══ DATA SECTION

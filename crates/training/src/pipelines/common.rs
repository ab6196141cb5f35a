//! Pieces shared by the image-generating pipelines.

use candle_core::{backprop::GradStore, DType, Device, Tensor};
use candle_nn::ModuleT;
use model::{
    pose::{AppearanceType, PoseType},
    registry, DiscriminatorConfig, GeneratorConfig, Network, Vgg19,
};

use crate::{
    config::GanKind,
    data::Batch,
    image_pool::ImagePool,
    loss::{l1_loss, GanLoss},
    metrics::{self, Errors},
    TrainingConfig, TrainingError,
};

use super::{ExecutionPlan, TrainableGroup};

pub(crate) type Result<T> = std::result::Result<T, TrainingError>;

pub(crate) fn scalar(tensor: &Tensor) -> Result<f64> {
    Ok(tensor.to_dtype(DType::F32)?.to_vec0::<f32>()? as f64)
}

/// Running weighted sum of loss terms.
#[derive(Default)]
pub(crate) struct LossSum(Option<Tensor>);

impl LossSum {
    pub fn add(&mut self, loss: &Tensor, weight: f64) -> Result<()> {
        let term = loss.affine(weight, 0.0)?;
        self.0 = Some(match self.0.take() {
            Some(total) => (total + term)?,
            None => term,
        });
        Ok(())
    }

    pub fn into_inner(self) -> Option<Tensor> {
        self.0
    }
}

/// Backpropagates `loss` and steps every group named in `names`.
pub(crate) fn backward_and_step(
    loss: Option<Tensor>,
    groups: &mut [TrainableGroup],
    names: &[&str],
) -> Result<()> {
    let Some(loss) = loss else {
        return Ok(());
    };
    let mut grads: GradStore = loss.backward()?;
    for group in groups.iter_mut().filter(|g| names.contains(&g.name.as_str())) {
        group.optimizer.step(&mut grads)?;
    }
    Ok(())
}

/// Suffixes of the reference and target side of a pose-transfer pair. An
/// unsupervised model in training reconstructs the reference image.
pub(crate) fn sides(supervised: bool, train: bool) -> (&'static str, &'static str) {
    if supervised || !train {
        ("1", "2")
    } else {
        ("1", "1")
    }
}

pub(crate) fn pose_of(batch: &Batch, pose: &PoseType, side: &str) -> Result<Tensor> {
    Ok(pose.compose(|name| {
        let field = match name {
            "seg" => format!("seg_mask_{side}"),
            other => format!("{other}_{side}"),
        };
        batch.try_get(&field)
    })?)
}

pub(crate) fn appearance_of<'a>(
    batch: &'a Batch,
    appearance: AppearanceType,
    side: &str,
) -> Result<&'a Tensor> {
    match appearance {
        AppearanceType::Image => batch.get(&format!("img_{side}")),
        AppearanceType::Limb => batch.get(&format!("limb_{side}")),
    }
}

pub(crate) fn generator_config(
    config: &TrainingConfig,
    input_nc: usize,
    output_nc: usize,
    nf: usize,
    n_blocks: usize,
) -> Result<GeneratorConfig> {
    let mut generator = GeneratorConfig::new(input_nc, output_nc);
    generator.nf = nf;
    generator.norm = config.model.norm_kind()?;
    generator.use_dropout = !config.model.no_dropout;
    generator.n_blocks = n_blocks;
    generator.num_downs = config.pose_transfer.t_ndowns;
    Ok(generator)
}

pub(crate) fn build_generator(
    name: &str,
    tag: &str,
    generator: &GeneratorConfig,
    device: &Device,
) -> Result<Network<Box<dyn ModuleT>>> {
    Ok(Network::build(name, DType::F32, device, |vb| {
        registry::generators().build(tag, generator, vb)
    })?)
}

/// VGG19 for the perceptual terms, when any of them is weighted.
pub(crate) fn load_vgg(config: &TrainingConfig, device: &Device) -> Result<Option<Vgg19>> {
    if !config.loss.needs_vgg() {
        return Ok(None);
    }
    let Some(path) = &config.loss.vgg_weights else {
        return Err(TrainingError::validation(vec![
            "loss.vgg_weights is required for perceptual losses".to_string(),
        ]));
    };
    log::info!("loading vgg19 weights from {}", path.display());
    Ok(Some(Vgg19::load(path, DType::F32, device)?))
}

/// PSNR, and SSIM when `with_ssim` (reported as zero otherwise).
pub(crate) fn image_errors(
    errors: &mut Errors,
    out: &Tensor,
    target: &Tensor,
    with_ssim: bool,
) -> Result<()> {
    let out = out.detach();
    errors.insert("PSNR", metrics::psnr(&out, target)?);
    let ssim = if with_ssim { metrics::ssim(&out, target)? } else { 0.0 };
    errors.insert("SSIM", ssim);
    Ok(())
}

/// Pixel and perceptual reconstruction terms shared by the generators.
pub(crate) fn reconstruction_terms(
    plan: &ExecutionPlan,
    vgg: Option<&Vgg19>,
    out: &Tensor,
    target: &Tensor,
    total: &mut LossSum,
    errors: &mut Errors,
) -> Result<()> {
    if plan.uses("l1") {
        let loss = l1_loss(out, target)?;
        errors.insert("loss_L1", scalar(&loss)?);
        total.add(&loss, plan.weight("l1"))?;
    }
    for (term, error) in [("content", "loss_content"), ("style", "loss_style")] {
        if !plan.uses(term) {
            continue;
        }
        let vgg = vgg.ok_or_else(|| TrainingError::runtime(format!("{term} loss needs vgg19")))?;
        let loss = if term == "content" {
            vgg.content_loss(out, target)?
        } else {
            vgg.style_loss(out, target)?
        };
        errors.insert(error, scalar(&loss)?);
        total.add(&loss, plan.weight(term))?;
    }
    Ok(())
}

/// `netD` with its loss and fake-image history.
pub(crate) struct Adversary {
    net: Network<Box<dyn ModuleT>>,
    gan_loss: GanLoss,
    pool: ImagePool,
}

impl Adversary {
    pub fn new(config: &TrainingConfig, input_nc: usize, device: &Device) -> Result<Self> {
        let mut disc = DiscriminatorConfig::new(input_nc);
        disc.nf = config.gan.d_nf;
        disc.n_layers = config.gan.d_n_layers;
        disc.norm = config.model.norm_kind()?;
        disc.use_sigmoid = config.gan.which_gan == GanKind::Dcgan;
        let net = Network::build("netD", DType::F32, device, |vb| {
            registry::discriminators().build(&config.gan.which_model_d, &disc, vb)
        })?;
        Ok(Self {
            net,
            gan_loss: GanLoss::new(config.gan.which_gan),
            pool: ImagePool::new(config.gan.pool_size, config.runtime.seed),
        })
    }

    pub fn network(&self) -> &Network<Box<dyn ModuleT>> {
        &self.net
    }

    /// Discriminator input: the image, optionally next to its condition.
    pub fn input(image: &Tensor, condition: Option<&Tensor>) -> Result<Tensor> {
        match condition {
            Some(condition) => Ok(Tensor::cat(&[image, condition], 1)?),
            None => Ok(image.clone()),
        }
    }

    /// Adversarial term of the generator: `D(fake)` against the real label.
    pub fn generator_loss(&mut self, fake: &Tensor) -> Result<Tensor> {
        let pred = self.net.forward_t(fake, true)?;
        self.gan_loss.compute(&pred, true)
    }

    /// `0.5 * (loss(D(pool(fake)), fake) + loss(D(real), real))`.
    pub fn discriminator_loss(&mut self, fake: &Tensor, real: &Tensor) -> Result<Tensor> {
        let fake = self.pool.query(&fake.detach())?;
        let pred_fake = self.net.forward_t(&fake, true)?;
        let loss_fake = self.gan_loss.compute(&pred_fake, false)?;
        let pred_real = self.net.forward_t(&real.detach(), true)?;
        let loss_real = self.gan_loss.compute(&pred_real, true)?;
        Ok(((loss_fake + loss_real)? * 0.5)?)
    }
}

════

→ ABOUT THIS EXERCISE: All the data needs repeating. Return it exactly.

→ COMPLETED TASK:
filename crates/training/src/pipelines/common.rs
repository ab6196141cb5f35a
//! Pieces shared by the image-generating pipelines.

use candle_core::{backprop::GradStore, DType, Device, Tensor};
use candle_nn::ModuleT;
use model::{
    pose::{AppearanceType, PoseType},
    registry, DiscriminatorConfig, GeneratorConfig, Network, Vgg19,
};

use crate::{
    config::GanKind,
    data::Batch,
    image_pool::ImagePool,
    loss::{l1_loss, GanLoss},
    metrics::{self, Errors},
    TrainingConfig, TrainingError,
};

use super::{ExecutionPlan, TrainableGroup};

pub(crate) type Result<T> = std::result::Result<T, TrainingError>;

pub(crate) fn scalar(tensor: &Tensor) -> Result<f64> {
    Ok(tensor.to_dtype(DType::F32)?.to_vec0::<f32>()? as f64)
}

/// Running weighted sum of loss terms.
#[derive(Default)]
pub(crate) struct LossSum(Option<Tensor>);

impl LossSum {
    pub fn add(&mut self, loss: &Tensor, weight: f64) -> Result<()> {
        let term = loss.affine(weight, 0.0)?;
        self.0 = Some(match self.0.take() {
            Some(total) => (total + term)?,
            None => term,
        });
        Ok(())
    }

    pub fn into_inner(self) -> Option<Tensor> {
        self.0
    }
}

/// Backpropagates `loss` and steps every group named in `names`.
pub(crate) fn backward_and_step(
    loss: Option<Tensor>,
    groups: &mut [TrainableGroup],
    names: &[&str],
) -> Result<()> {
    let Some(loss) = loss else {
        return Ok(());
    };
    let mut grads: GradStore = loss.backward()?;
    for group in groups.iter_mut().filter(|g| names.contains(&g.name.as_str())) {
        group.optimizer.step(&mut grads)?;
    }
    Ok(())
}

/// Suffixes of the reference and target side of a pose-transfer pair. An
/// unsupervised model in training reconstructs the reference image.
pub(crate) fn sides(supervised: bool, train: bool) -> (&'static str, &'static str) {
    if supervised || !train {
        ("1", "2")
    } else {
        ("1", "1")
    }
}

pub(crate) fn pose_of(batch: &Batch, pose: &PoseType, side: &str) -> Result<Tensor> {
    Ok(pose.compose(|name| {
        let field = match name {
            "seg" => format!("seg_mask_{side}"),
            other => format!("{other}_{side}"),
        };
        batch.try_get(&field)
    })?)
}

pub(crate) fn appearance_of<'a>(
    batch: &'a Batch,
    appearance: AppearanceType,
    side: &str,
) -> Result<&'a Tensor> {
    match appearance {
        AppearanceType::Image => batch.get(&format!("img_{side}")),
        AppearanceType::Limb => batch.get(&format!("limb_{side}")),
    }
}

pub(crate) fn generator_config(
    config: &TrainingConfig,
    input_nc: usize,
    output_nc: usize,
    nf: usize,
    n_blocks: usize,
) -> Result<GeneratorConfig> {
    let mut generator = GeneratorConfig::new(input_nc, output_nc);
    generator.nf = nf;
    generator.norm = config.model.norm_kind()?;
    generator.use_dropout = !config.model.no_dropout;
    generator.n_blocks = n_blocks;
    generator.num_downs = config.pose_transfer.t_ndowns;
    Ok(generator)
}

pub(crate) fn build_generator(
    name: &str,
    tag: &str,
    generator: &GeneratorConfig,
    device: &Device,
) -> Result<Network<Box<dyn ModuleT>>> {
    Ok(Network::build(name, DType::F32, device, |vb| {
        registry::generators().build(tag, generator, vb)
    })?)
}

/// VGG19 for the perceptual terms, when any of them is weighted.
pub(crate) fn load_vgg(config: &TrainingConfig, device: &Device) -> Result<Option<Vgg19>> {
    if !config.loss.needs_vgg() {
        return Ok(None);
    }
    let Some(path) = &config.loss.vgg_weights else {
        return Err(TrainingError::validation(vec![
            "loss.vgg_weights is required for perceptual losses".to_string(),
        ]));
    };
    log::info!("loading vgg19 weights from {}", path.display());
    Ok(Some(Vgg19::load(path, DType::F32, device)?))
}

/// PSNR, and SSIM when `with_ssim` (reported as zero otherwise).
pub(crate) fn image_errors(
    errors: &mut Errors,
    out: &Tensor,
    target: &Tensor,
    with_ssim: bool,
) -> Result<()> {
    let out = out.detach();
    errors.insert("PSNR", metrics::psnr(&out, target)?);
    let ssim = if with_ssim { metrics::ssim(&out, target)? } else { 0.0 };
    errors.insert("SSIM", ssim);
    Ok(())
}

/// Pixel and perceptual reconstruction terms shared by the generators.
pub(crate) fn reconstruction_terms(
    plan: &ExecutionPlan,
    vgg: Option<&Vgg19>,
    out: &Tensor,
    target: &Tensor,
    total: &mut LossSum,
    errors: &mut Errors,
) -> Result<()> {
    if plan.uses("l1") {
        let loss = l1_loss(out, target)?;
        errors.insert("loss_L1", scalar(&loss)?);
        total.add(&loss, plan.weight("l1"))?;
    }
    for (term, error) in [("content", "loss_content"), ("style", "loss_style")] {
        if !plan.uses(term) {
            continue;
        }
        let vgg = vgg.ok_or_else(|| TrainingError::runtime(format!("{term} loss needs vgg19")))?;
        let loss = if term == "content" {
            vgg.content_loss(out, target)?
        } else {
            vgg.style_loss(out, target)?
        };
        errors.insert(error, scalar(&loss)?);
        total.add(&loss, plan.weight(term))?;
    }
    Ok(())
}

/// `netD` with its loss and fake-image history.
pub(crate) struct Adversary {
    net: Network<Box<dyn ModuleT>>,
    gan_loss: GanLoss,
    pool: ImagePool,
}

impl Adversary {
    pub fn new(config: &TrainingConfig, input_nc: usize, device: &Device) -> Result<Self> {
        let mut disc = DiscriminatorConfig::new(input_nc);
        disc.nf = config.gan.d_nf;
        disc.n_layers = config.gan.d_n_layers;
        disc.norm = config.model.norm_kind()?;
        disc.use_sigmoid = config.gan.which_gan == GanKind::Dcgan;
        let net = Network::build("netD", DType::F32, device, |vb| {
            registry::discriminators().build(&config.gan.which_model_d, &disc, vb)
        })?;
        Ok(Self {
            net,
            gan_loss: GanLoss::new(config.gan.which_gan),
            pool: ImagePool::new(config.gan.pool_size, config.runtime.seed),
        })
    }

    pub fn network(&self) -> &Network<Box<dyn ModuleT>> {
        &self.net
    }

    /// Discriminator input: the image, optionally next to its condition.
    pub fn input(image: &Tensor, condition: Option<&Tensor>) -> Result<Tensor> {
        match condition {
            Some(condition) => Ok(Tensor::cat(&[image, condition], 1)?),
            None => Ok(image.clone()),
        }
    }

    /// Adversarial term of the generator: `D(fake)` against the real label.
    pub fn generator_loss(&mut self, fake: &Tensor) -> Result<Tensor> {
        let pred = self.net.forward_t(fake, true)?;
        self.gan_loss.compute(&pred, true)
    }

    /// `0.5 * (loss(D(pool(fake)), fake) + loss(D(real), real))`.
    pub fn discriminator_loss(&mut self, fake: &Tensor, real: &Tensor) -> Result<Tensor> {
        let fake = self.pool.query(&fake.detach())?;
        let pred_fake = self.net.forward_t(&fake, true)?;
        let loss_fake = self.gan_loss.compute(&pred_fake, false)?;
        let pred_real = self.net.forward_t(&real.detach(), true)?;
        let loss_real = self.gan_loss.compute(&pred_real, true)?;
        Ok(((loss_fake + loss_real)? * 0.5)?)
    }
}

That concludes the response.